With the intention of finding some context to
place this artistic offering within, I picked up the book ‘Gagawaka, Making
Strange’, published by Chemould Prescott Road.
A slim volume, visually lush with numerous full-page colour photographs
of each work, it also includes a DVD of the performance/fashion show and essays
by Deepak Ananth, an art historian based in Paris, Shanay Javeri who is a PhD
candidate at the Royal College of Art in London and Gitanjali Dang, an
“independent curator-critic and shape-shifter” based in Mumbai.
Ananth takes us through a rich, art
historical discourse beginning with a rag picker reference citing Baudelaire and
later with references to the Futurists, the Dada movement, Oscar Wilde, Arte
Povera, Duchamp, Andy Warhol and more. He claims that “from the ragpicker to
gladrags, from the lower depths to the bourgeois salon – the contrast will
appear flagrant or incongruous only to those unaware of their co-presence in
the inaugural texts on modernity”. Though erudite and interesting his essay
does not extrapolate this “co-presence” with clarity. He also quotes lavishly
from Roland Barthes and brings in references to artists who have made some
foray into the realm of fashion, but never quite manages to present the evolution
of the ragpicker-fashion designer with any level of conviction. He cites the
ragpicker icon in reference to Sundaram’s “delve into detritus” with an installation
‘The Great Indian Bazaar’ [1999], which is followed by ‘The Brief Ascension of Marian
Hussain’ [2005] and other works that incorporate trash. Implicit in the use of
‘trash’ is the image of the rag picker, but in Gagawka, Sundaram does not use
items only collated from garbage bins and kabadiwala’s. A lot of them did not
seem used, but newly bought. In addition, a twist to this argument emerges when
Ananth states that the initial point of Sundaram’s departure for creating this
collection was the body; more pertinently, the body’s distress, which arose
from the artist’s own experience of a body “punished by pain”. The argument
centred on trash then becomes confusing.
During a period of convalescence Sundaram
was inspired to use medical paraphernalia to create garments, transposing
materials used for healing the body to create another kind of body.
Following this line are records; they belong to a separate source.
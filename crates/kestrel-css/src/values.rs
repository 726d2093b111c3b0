//! Parsing of individual declaration values.
//!
//! Declarations arrive as strings (the stylesheet parser is an external
//! collaborator). Every parser here returns `Option` and never panics: a
//! value we cannot read is treated as absent by the caller.
//!
//! [CSS Values and Units Level 4](https://www.w3.org/TR/css-values-4/)

use std::collections::HashMap;

use serde::Serialize;

/// [§ 4 Color syntax](https://www.w3.org/TR/css-color-4/#color-syntax)
///
/// sRGB color represented as RGBA components.
#[derive(Debug, Clone, Copy, PartialEq, Eq, Serialize)]
pub struct ColorValue {
    /// "the red color channel" (0-255)
    pub r: u8,
    /// "the green color channel" (0-255)
    pub g: u8,
    /// "the blue color channel" (0-255)
    pub b: u8,
    /// "the alpha channel" (0-255, 255 = fully opaque)
    pub a: u8,
}

impl ColorValue {
    /// Opaque black.
    pub const BLACK: Self = Self::rgb(0, 0, 0);
    /// Opaque white.
    pub const WHITE: Self = Self::rgb(255, 255, 255);
    /// Fully transparent.
    pub const TRANSPARENT: Self = Self {
        r: 0,
        g: 0,
        b: 0,
        a: 0,
    };

    /// Opaque color from its channels.
    #[must_use]
    pub const fn rgb(r: u8, g: u8, b: u8) -> Self {
        Self { r, g, b, a: 255 }
    }

    /// Parse a named or hex color.
    #[must_use]
    pub fn parse(value: &str) -> Option<Self> {
        let value = value.trim();
        if value.starts_with('#') {
            Self::from_hex(value)
        } else {
            Self::from_named(value)
        }
    }

    /// [§ 4.2 The RGB hexadecimal notations](https://www.w3.org/TR/css-color-4/#hex-notation)
    ///
    /// "The syntax of a <hex-color> is a <hash-token> token whose value consists of
    /// 3, 4, 6, or 8 hexadecimal digits."
    #[must_use]
    pub fn from_hex(hex: &str) -> Option<Self> {
        let hex = hex.strip_prefix('#').unwrap_or(hex);
        if !hex.is_ascii() {
            return None;
        }
        let short = |i: usize| u8::from_str_radix(&hex[i..=i].repeat(2), 16).ok();
        let long = |i: usize| u8::from_str_radix(&hex[i..i + 2], 16).ok();
        match hex.len() {
            // "The three-digit RGB notation (#RGB) is converted into six-digit form (#RRGGBB)
            // by replicating digits, not by adding zeros."
            3 => Some(Self::rgb(short(0)?, short(1)?, short(2)?)),
            4 => Some(Self {
                r: short(0)?,
                g: short(1)?,
                b: short(2)?,
                a: short(3)?,
            }),
            6 => Some(Self::rgb(long(0)?, long(2)?, long(4)?)),
            8 => Some(Self {
                r: long(0)?,
                g: long(2)?,
                b: long(4)?,
                a: long(6)?,
            }),
            _ => None,
        }
    }

    /// [§ 6.1 Named Colors](https://www.w3.org/TR/css-color-4/#named-colors)
    ///
    /// Only the names the default stylesheet and typical test pages use.
    #[must_use]
    pub fn from_named(name: &str) -> Option<Self> {
        let color = match name.to_ascii_lowercase().as_str() {
            "white" => Self::WHITE,
            "black" => Self::BLACK,
            "red" => Self::rgb(255, 0, 0),
            "orangered" => Self::rgb(255, 69, 0),
            "orange" => Self::rgb(255, 165, 0),
            "yellow" => Self::rgb(255, 255, 0),
            "green" => Self::rgb(0, 128, 0),
            "lime" => Self::rgb(0, 255, 0),
            "blue" => Self::rgb(0, 0, 255),
            "lightblue" => Self::rgb(173, 216, 230),
            "navy" => Self::rgb(0, 0, 128),
            "purple" => Self::rgb(128, 0, 128),
            "gray" | "grey" => Self::rgb(128, 128, 128),
            "lightgray" | "lightgrey" => Self::rgb(211, 211, 211),
            "silver" => Self::rgb(192, 192, 192),
            "transparent" => Self::TRANSPARENT,
            _ => return None,
        };
        Some(color)
    }

    /// Whether the color paints nothing.
    #[must_use]
    pub const fn is_transparent(&self) -> bool {
        self.a == 0
    }
}

/// [§ 3.5 Blending modes](https://www.w3.org/TR/compositing-1/#blending)
#[derive(Debug, Clone, Copy, PartialEq, Eq, Default, Serialize)]
pub enum BlendMode {
    /// `normal` (source-over).
    #[default]
    Normal,
    /// `multiply`
    Multiply,
    /// `screen`
    Screen,
    /// `overlay`
    Overlay,
    /// `darken`
    Darken,
    /// `lighten`
    Lighten,
    /// `difference`
    Difference,
    /// `color-dodge`
    ColorDodge,
    /// `color-burn`
    ColorBurn,
}

impl BlendMode {
    /// Parse a `mix-blend-mode` keyword.
    #[must_use]
    pub fn parse(value: &str) -> Option<Self> {
        let mode = match value.trim() {
            "normal" => Self::Normal,
            "multiply" => Self::Multiply,
            "screen" => Self::Screen,
            "overlay" => Self::Overlay,
            "darken" => Self::Darken,
            "lighten" => Self::Lighten,
            "difference" => Self::Difference,
            "color-dodge" => Self::ColorDodge,
            "color-burn" => Self::ColorBurn,
            _ => return None,
        };
        Some(mode)
    }
}

/// A parsed `outline: <width> solid <color>` declaration.
#[derive(Debug, Clone, Copy, PartialEq, Serialize)]
pub struct Outline {
    /// Stroke thickness in CSS pixels.
    pub width: f32,
    /// Stroke color.
    pub color: ColorValue,
}

/// Parse a bare number.
#[must_use]
pub fn parse_number(value: &str) -> Option<f32> {
    value.trim().parse::<f32>().ok().filter(|n| n.is_finite())
}

/// [§ 6.1 Absolute lengths](https://www.w3.org/TR/css-values-4/#absolute-lengths)
///
/// Parse `<number>px`. A missing unit is malformed.
#[must_use]
pub fn parse_px(value: &str) -> Option<f32> {
    parse_number(value.trim().strip_suffix("px")?)
}

/// [§ 4.3 Percentages](https://www.w3.org/TR/css-values-4/#percentages)
#[must_use]
pub fn parse_percent(value: &str) -> Option<f32> {
    parse_number(value.trim().strip_suffix('%')?)
}

/// Parse a `<time>` (`2s`, `500ms`) into seconds.
#[must_use]
pub fn parse_duration(value: &str) -> Option<f32> {
    let value = value.trim();
    if let Some(ms) = value.strip_suffix("ms") {
        return parse_number(ms).map(|n| n / 1000.0);
    }
    parse_number(value.strip_suffix('s')?)
}

/// [§ 12 The `transform` property](https://www.w3.org/TR/css-transforms-1/#transform-property)
///
/// Only `translate(<x>px, <y>px)` is understood. Anything else yields `None`.
#[must_use]
pub fn parse_translate(value: &str) -> Option<(f32, f32)> {
    let inner = value
        .trim()
        .strip_prefix("translate(")?
        .strip_suffix(')')?;
    let (x, y) = inner.split_once(',')?;
    Some((parse_px(x)?, parse_px(y)?))
}

/// Format a translation the way [`parse_translate`] reads it back.
#[must_use]
pub fn format_translate(x: f32, y: f32) -> String {
    format!("translate({x}px, {y}px)")
}

/// Parse `outline: <width>px solid <color>`.
#[must_use]
pub fn parse_outline(value: &str) -> Option<Outline> {
    let mut parts = value.split_whitespace();
    let width = parse_px(parts.next()?)?;
    if parts.next()? != "solid" {
        return None;
    }
    let color = ColorValue::parse(parts.next()?)?;
    if parts.next().is_some() {
        return None;
    }
    Some(Outline { width, color })
}

/// [§ 2.1 The `transition` shorthand](https://www.w3.org/TR/css-transitions-1/#transition-shorthand-property)
///
/// Parse `"opacity 2s, transform 500ms"` into property → duration (seconds).
/// Entries that do not have exactly a property and a duration are skipped.
#[must_use]
pub fn parse_transitions(value: &str) -> HashMap<String, f32> {
    let mut transitions = HashMap::new();
    for item in value.split(',') {
        let mut parts = item.split_whitespace();
        let (Some(property), Some(duration), None) = (parts.next(), parts.next(), parts.next())
        else {
            continue;
        };
        if let Some(seconds) = parse_duration(duration) {
            let _ = transitions.insert(property.to_string(), seconds);
        }
    }
    transitions
}

#[cfg(test)]
mod tests {
    use super::*;

    #[test]
    fn test_parse_px_requires_unit() {
        assert_eq!(parse_px("12px"), Some(12.0));
        assert_eq!(parse_px(" 1.5px "), Some(1.5));
        assert_eq!(parse_px("12"), None);
        assert_eq!(parse_px("abcpx"), None);
    }

    #[test]
    fn test_parse_duration_units() {
        assert_eq!(parse_duration("2s"), Some(2.0));
        assert_eq!(parse_duration("500ms"), Some(0.5));
        assert_eq!(parse_duration("2"), None);
    }

    #[test]
    fn test_parse_translate() {
        assert_eq!(parse_translate("translate(10px, -5px)"), Some((10.0, -5.0)));
        assert_eq!(parse_translate("rotate(10deg)"), None);
        assert_eq!(parse_translate(&format_translate(3.0, 4.5)), Some((3.0, 4.5)));
    }

    #[test]
    fn test_parse_outline() {
        assert_eq!(
            parse_outline("2px solid red"),
            Some(Outline {
                width: 2.0,
                color: ColorValue::rgb(255, 0, 0)
            })
        );
        assert_eq!(parse_outline("2px dashed red"), None);
        assert_eq!(parse_outline("solid red"), None);
    }

    #[test]
    fn test_parse_transitions_list() {
        let transitions = parse_transitions("opacity 2s, transform 500ms, bogus");
        assert_eq!(transitions.len(), 2);
        assert_eq!(transitions.get("opacity"), Some(&2.0));
        assert_eq!(transitions.get("transform"), Some(&0.5));
    }

    #[test]
    fn test_hex_colors() {
        assert_eq!(ColorValue::parse("#fff"), Some(ColorValue::WHITE));
        assert_eq!(ColorValue::parse("#00ff0080").map(|c| c.a), Some(0x80));
        assert_eq!(ColorValue::parse("#ggg"), None);
        assert_eq!(ColorValue::parse("lightblue"), Some(ColorValue::rgb(173, 216, 230)));
    }
}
This was done,
perhaps, to cloak the presently dysfunctional one as a way of exorcising the
body’s infirmity, to present the antipode of sickness through the glamorous
dimension of fashion. This disclosure lends far greater authenticity to the
body of work than the historical antecedent of detritus or the on-going relay
between art and fashion. However, for this most pertinent revelation Ananth does
not cite historical precedence or context. Neither does he tell us about Sundaram’s
experience through this venture, which we are told was both therapeutic and
cathartic. He does not reveal how it benefitted the artist, which could perhaps
be the most significant contribution of this venture.
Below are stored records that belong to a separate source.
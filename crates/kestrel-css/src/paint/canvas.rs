//! The abstract drawing surface display lists are replayed onto.
//!
//! The paint engine never touches pixels. A [`Canvas`] is supplied by the
//! embedder: the browser crate rasterizes with a software backend, and
//! [`RecordingCanvas`] captures the command stream for inspection.

use kestrel_common::Rect;

use crate::layout::FontSpec;
use crate::values::{BlendMode, ColorValue};

/// A 2D drawing surface with a save/restore state stack.
///
/// `save_layer` and `save` both push a state; every push is matched by
/// exactly one `restore`.
pub trait Canvas {
    /// Fill a rectangle.
    fn draw_rect(&mut self, rect: Rect, color: ColorValue);

    /// Fill a rectangle with rounded corners.
    fn draw_rrect(&mut self, rect: Rect, radius: f32, color: ColorValue);

    /// Draw a run of text whose top-left corner is `(x, y)`.
    fn draw_text(&mut self, x: f32, y: f32, text: &str, font: &FontSpec, color: ColorValue);

    /// Stroke a line.
    fn draw_line(&mut self, from: (f32, f32), to: (f32, f32), color: ColorValue, thickness: f32);

    /// Push the current transform and clip.
    fn save(&mut self);

    /// Pop the last `save` or `save_layer`. A layer is blended down.
    fn restore(&mut self);

    /// Intersect the clip with a rounded rectangle.
    fn clip_rrect(&mut self, rect: Rect, radius: f32);

    /// Start an isolated group composited with `opacity` and `blend`.
    fn save_layer(&mut self, opacity: f32, blend: BlendMode);

    /// Translate subsequent drawing.
    fn translate(&mut self, dx: f32, dy: f32);

    /// Draw a pre-rastered composited layer at `rect`.
    fn draw_layer(&mut self, layer: usize, rect: Rect);
}

/// One recorded canvas call.
#[derive(Debug, Clone, PartialEq)]
pub enum CanvasCommand {
    /// [`Canvas::draw_rect`]
    Rect(Rect, ColorValue),
    /// [`Canvas::draw_rrect`]
    RRect(Rect, f32, ColorValue),
    /// [`Canvas::draw_text`]
    Text {
        /// Left edge.
        x: f32,
        /// Top edge.
        y: f32,
        /// The text.
        text: String,
        /// Text color.
        color: ColorValue,
    },
    /// [`Canvas::draw_line`]
    Line((f32, f32), (f32, f32), ColorValue, f32),
    /// [`Canvas::save`]
    Save,
    /// [`Canvas::restore`]
    Restore,
    /// [`Canvas::clip_rrect`]
    Clip(Rect, f32),
    /// [`Canvas::save_layer`]
    SaveLayer(f32, BlendMode),
    /// [`Canvas::translate`]
    Translate(f32, f32),
    /// [`Canvas::draw_layer`]
    Layer(usize, Rect),
}

/// A canvas that records every call instead of drawing.
#[derive(Debug, Clone, Default)]
pub struct RecordingCanvas {
    /// Calls in the order they were made.
    pub commands: Vec<CanvasCommand>,
}

impl RecordingCanvas {
    /// Create an empty recording.
    #[must_use]
    pub fn new() -> Self {
        Self::default()
    }

    /// Text of every `draw_text` call, in order.
    #[must_use]
    pub fn texts(&self) -> Vec<&str> {
        self.commands
            .iter()
            .filter_map(|c| match c {
                CanvasCommand::Text { text, .. } => Some(text.as_str()),
                _ => None,
            })
            .collect()
    }
}

impl Canvas for RecordingCanvas {
    fn draw_rect(&mut self, rect: Rect, color: ColorValue) {
        self.commands.push(CanvasCommand::Rect(rect, color));
    }

    fn draw_rrect(&mut self, rect: Rect, radius: f32, color: ColorValue) {
        self.commands.push(CanvasCommand::RRect(rect, radius, color));
    }

    fn draw_text(&mut self, x: f32, y: f32, text: &str, _font: &FontSpec, color: ColorValue) {
        self.commands.push(CanvasCommand::Text {
            x,
            y,
            text: text.to_string(),
            color,
        });
    }

    fn draw_line(&mut self, from: (f32, f32), to: (f32, f32), color: ColorValue, thickness: f32) {
        self.commands
            .push(CanvasCommand::Line(from, to, color, thickness));
    }

    fn save(&mut self) {
        self.commands.push(CanvasCommand::Save);
    }

    fn restore(&mut self) {
        self.commands.push(CanvasCommand::Restore);
    }

    fn clip_rrect(&mut self, rect: Rect, radius: f32) {
        self.commands.push(CanvasCommand::Clip(rect, radius));
    }

    fn save_layer(&mut self, opacity: f32, blend: BlendMode) {
        self.commands.push(CanvasCommand::SaveLayer(opacity, blend));
    }

    fn translate(&mut self, dx: f32, dy: f32) {
        self.commands.push(CanvasCommand::Translate(dx, dy));
    }

    fn draw_layer(&mut self, layer: usize, rect: Rect) {
        self.commands.push(CanvasCommand::Layer(layer, rect));
    }
}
Shanay Jhaveri does not delve into detritus
or history but focuses upon his viewing in four episodes, of the work as a
moving installation cum performance cum fashion show and also a static exhibition,
beginning with his anticipation before the preview, where he was invited to
engage with the artist about the work. He describes the performance evocatively,
brings films into reference and also mentions fashion stalwarts such as Miyake,
Rei Kawakubo, Yohji Yamamoto and others who have used garments in an
architectural and sculptural way, but neither of these two writers provide a
considered fashion perspective. Jhaveri however, does not try and provide
answers but raises oblique questions. In discussing one particular performance consisting
of a single garment, where the performer had been internally ‘miked’ and every
breath amplified and broadcast to the audience he says: “Did a force to know,
and not forget, guide the performance? Did it precipitate a state of knowing?”
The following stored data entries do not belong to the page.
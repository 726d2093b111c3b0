//! Painter - generates a display list from the layout tree
//!
//! [CSS 2.1 Appendix E.2 Painting order](https://www.w3.org/TR/CSS2/zindex.html#painting-order)
//!
//! The painter walks the box tree depth first. Each box contributes its own
//! drawing commands, then its children's, and the whole group is wrapped in
//! the box's visual effects. Sibling order is paint order.

use kestrel_common::Rect;
use kestrel_dom::{DomTree, NodeId};

use super::{DisplayItemId, DisplayList, ItemKind};
use crate::layout::{BoxId, BoxKind, LayoutBox, LayoutTree};
use crate::style::{ComputedStyle, StyleMap};
use crate::values::{BlendMode, ColorValue, Outline};

/// The ring drawn around a focused element that has no `outline` of its own.
///
/// [CSS UI § 5.5 'outline-style'](https://www.w3.org/TR/css-ui-4/#outline-style)
const FOCUS_RING: Outline = Outline {
    width: 1.0,
    color: ColorValue::BLACK,
};

/// Paint a laid-out document.
///
/// An empty layout produces an empty list.
#[must_use]
pub fn paint(layout: &LayoutTree, dom: &DomTree, styles: &StyleMap) -> DisplayList {
    let mut painter = Painter {
        layout,
        dom,
        styles,
        list: DisplayList::new(),
    };
    if let Some(root) = layout.root() {
        for id in painter.paint_tree(root) {
            painter.list.push_root(id);
        }
    }
    log::debug!(
        target: "kestrel::paint",
        "painted {} display items",
        painter.list.len()
    );
    painter.list
}

struct Painter<'a> {
    layout: &'a LayoutTree,
    dom: &'a DomTree,
    styles: &'a StyleMap,
    list: DisplayList,
}

impl<'a> Painter<'a> {
    fn style(&self, node: NodeId) -> Option<&'a ComputedStyle> {
        self.styles.get(&node)
    }

    fn zoom(&self) -> f32 {
        self.layout.zoom()
    }

    /// Paint one box and its subtree, returning the items to place in the
    /// parent's group.
    fn paint_tree(&mut self, id: BoxId) -> Vec<DisplayItemId> {
        let layout = self.layout;
        let Some(layout_box) = layout.get(id) else {
            return Vec::new();
        };
        let should_paint = self.should_paint(layout_box);

        let mut items = Vec::new();
        if should_paint {
            self.paint_box(layout_box, &mut items);
        }
        for &child in &layout_box.children {
            let child_items = self.paint_tree(child);
            items.extend(child_items);
        }
        if !should_paint {
            return items;
        }
        match layout_box.kind {
            BoxKind::Block | BoxKind::Inline | BoxKind::Input { .. } => {
                vec![self.paint_visual_effects(layout_box.node, items, layout_box.rect())]
            }
            BoxKind::Document | BoxKind::Line | BoxKind::Text { .. } => items,
        }
    }

    /// Boxes of `input` and `button` elements outside the inline atom only
    /// hold the atom; the atom paints the control.
    fn should_paint(&self, layout_box: &LayoutBox) -> bool {
        match layout_box.kind {
            BoxKind::Block | BoxKind::Inline => !matches!(
                self.dom.tag_name(layout_box.node),
                Some("input" | "button")
            ),
            _ => true,
        }
    }

    /// The box's own commands, painted below its children.
    fn paint_box(&mut self, layout_box: &LayoutBox, items: &mut Vec<DisplayItemId>) {
        let rect = layout_box.rect();
        match &layout_box.kind {
            BoxKind::Document => {}
            BoxKind::Block | BoxKind::Inline => {
                self.paint_background(layout_box.node, rect, items);
                if layout_box.kind == BoxKind::Block {
                    self.paint_outline(layout_box.node, rect, items);
                }
            }
            BoxKind::Line => self.paint_line_outlines(layout_box, items),
            BoxKind::Text { word, font } => {
                let color = self
                    .style(layout_box.node)
                    .map_or(ColorValue::BLACK, ComputedStyle::color);
                items.push(self.list.leaf(
                    ItemKind::DrawText {
                        text: word.clone(),
                        font: *font,
                        color,
                    },
                    rect,
                ));
            }
            BoxKind::Input {
                font,
                text,
                text_width,
            } => {
                let node = layout_box.node;
                let color = self.style(node).map_or(ColorValue::BLACK, ComputedStyle::color);
                self.paint_background(node, rect, items);
                if !text.is_empty() {
                    items.push(self.list.leaf(
                        ItemKind::DrawText {
                            text: text.clone(),
                            font: *font,
                            color,
                        },
                        Rect::new(rect.x, rect.y, *text_width, rect.height),
                    ));
                }
                // [HTML § 6.6.3 Focus](https://html.spec.whatwg.org/multipage/interaction.html#focus)
                // A focused text field shows a caret at the end of its value.
                let focused = self.dom.as_element(node).is_some_and(|e| e.focused);
                if focused && self.dom.tag_name(node) == Some("input") {
                    let x = rect.x + text_width;
                    items.push(self.list.leaf(
                        ItemKind::DrawLine {
                            from: (x, rect.y),
                            to: (x, rect.bottom()),
                            color,
                            thickness: 1.0,
                        },
                        Rect::new(x, rect.y, 1.0, rect.height),
                    ));
                }
                self.paint_outline(node, rect, items);
            }
        }
    }

    /// [CSS Backgrounds § 3.10](https://www.w3.org/TR/css-backgrounds-3/#background-color)
    fn paint_background(&mut self, node: NodeId, rect: Rect, items: &mut Vec<DisplayItemId>) {
        let Some(style) = self.style(node) else {
            return;
        };
        let Some(color) = style.background_color() else {
            return;
        };
        let radius = style.border_radius() * self.zoom();
        let kind = if radius > 0.0 {
            ItemKind::DrawRRect { radius, color }
        } else {
            ItemKind::DrawRect { color }
        };
        items.push(self.list.leaf(kind, rect));
    }

    /// The outline an element paints: its own, or the focus ring.
    fn outline_for(&self, node: NodeId) -> Option<Outline> {
        let element = self.dom.as_element(node)?;
        match self.style(node).and_then(ComputedStyle::outline) {
            Some(outline) => Some(outline),
            None if element.focused => Some(FOCUS_RING),
            None => None,
        }
    }

    /// [CSS UI § 5 Outline properties](https://www.w3.org/TR/css-ui-4/#outline-props)
    fn paint_outline(&mut self, node: NodeId, rect: Rect, items: &mut Vec<DisplayItemId>) {
        let Some(outline) = self.outline_for(node) else {
            return;
        };
        items.push(self.list.leaf(
            ItemKind::DrawOutline {
                color: outline.color,
                thickness: outline.width * self.zoom(),
            },
            rect,
        ));
    }

    /// Inline elements have no box of their own, so a line outlines the
    /// words of each outlined element it contains.
    fn paint_line_outlines(&mut self, line: &LayoutBox, items: &mut Vec<DisplayItemId>) {
        let mut outlined: Vec<(NodeId, Rect)> = Vec::new();
        for &child in &line.children {
            let Some(atom) = self.layout.get(child) else {
                continue;
            };
            if !matches!(atom.kind, BoxKind::Text { .. }) {
                continue;
            }
            let Some(element) = self.dom.parent(atom.node) else {
                continue;
            };
            if self.outline_for(element).is_none() {
                continue;
            }
            match outlined.iter_mut().find(|(node, _)| *node == element) {
                Some((_, rect)) => *rect = rect.union(&atom.rect()),
                None => outlined.push((element, atom.rect())),
            }
        }
        for (element, rect) in outlined {
            self.paint_outline(element, rect, items);
        }
    }

    /// [CSS Compositing § 3](https://www.w3.org/TR/compositing-1/)
    ///
    /// Wrap `children` in the node's clip, group and translation:
    ///
    /// ```text
    /// Transform (translate)            only when a translation is set
    ///   └─ SaveLayer (opacity, mix-blend-mode)
    ///        └─ ClipRRect (overflow: clip, border-radius)
    ///             └─ children
    /// ```
    fn paint_visual_effects(
        &mut self,
        node: NodeId,
        children: Vec<DisplayItemId>,
        rect: Rect,
    ) -> DisplayItemId {
        let zoom = self.zoom();
        let (opacity, blend, radius, should_clip, translation) = self.style(node).map_or(
            (1.0, BlendMode::Normal, 0.0, false, None),
            |style| {
                (
                    style.opacity(),
                    style.blend_mode(),
                    style.border_radius() * zoom,
                    style.clips_overflow(),
                    style.translation(),
                )
            },
        );
        let bounds = self.union_of(&children).union(&rect);

        let clip = self.list.push(
            ItemKind::ClipRRect {
                node,
                radius,
                should_clip,
            },
            if should_clip { rect } else { bounds },
            children,
        );
        let should_save = blend != BlendMode::Normal || opacity < 1.0 || should_clip;
        let layer = self.list.push(
            ItemKind::SaveLayer {
                node,
                opacity,
                blend,
                should_save,
            },
            bounds,
            vec![clip],
        );
        match translation {
            Some((dx, dy)) => self.list.push(
                ItemKind::Transform {
                    node,
                    translation: Some((dx * zoom, dy * zoom)),
                },
                bounds,
                vec![layer],
            ),
            None => layer,
        }
    }

    fn union_of(&self, items: &[DisplayItemId]) -> Rect {
        items
            .iter()
            .filter_map(|&id| self.list.get(id))
            .fold(Rect::EMPTY, |acc, item| acc.union(&item.rect))
    }
}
After the four encounters he concludes that Gagawaka is an “expansive practice,
a constellation, a set of platforms through which a series of questions are
asked.”
Dang’s essay is placed strategically
between these two and is significant because she does not allude to the work but
speaks tangentially of an improbable, bizarre situation, bringing an element of
fiction into play. Her essay echoes the discomfort I felt in trying to
contextualize the work within the parameters of art and fashion and made
fascinating reading.
This volume does not provide a reassuring
context to view the work within but raises issues. Is Vivan Sundaram charting
new territory, where the cathartic and therapeutic qualities inherent in
art-making are the key to understanding this work? Will the art of tomorrow
emphasize what artists say, not so much about the world to the world, but what
the process of art-making does to the maker, revealing him to himself? Ananth’s
almost casual mention of Sundaram’s convalescence as impetus for Gagawaka,
generates interest, more so than the historical precedence for this work, or
lack of it.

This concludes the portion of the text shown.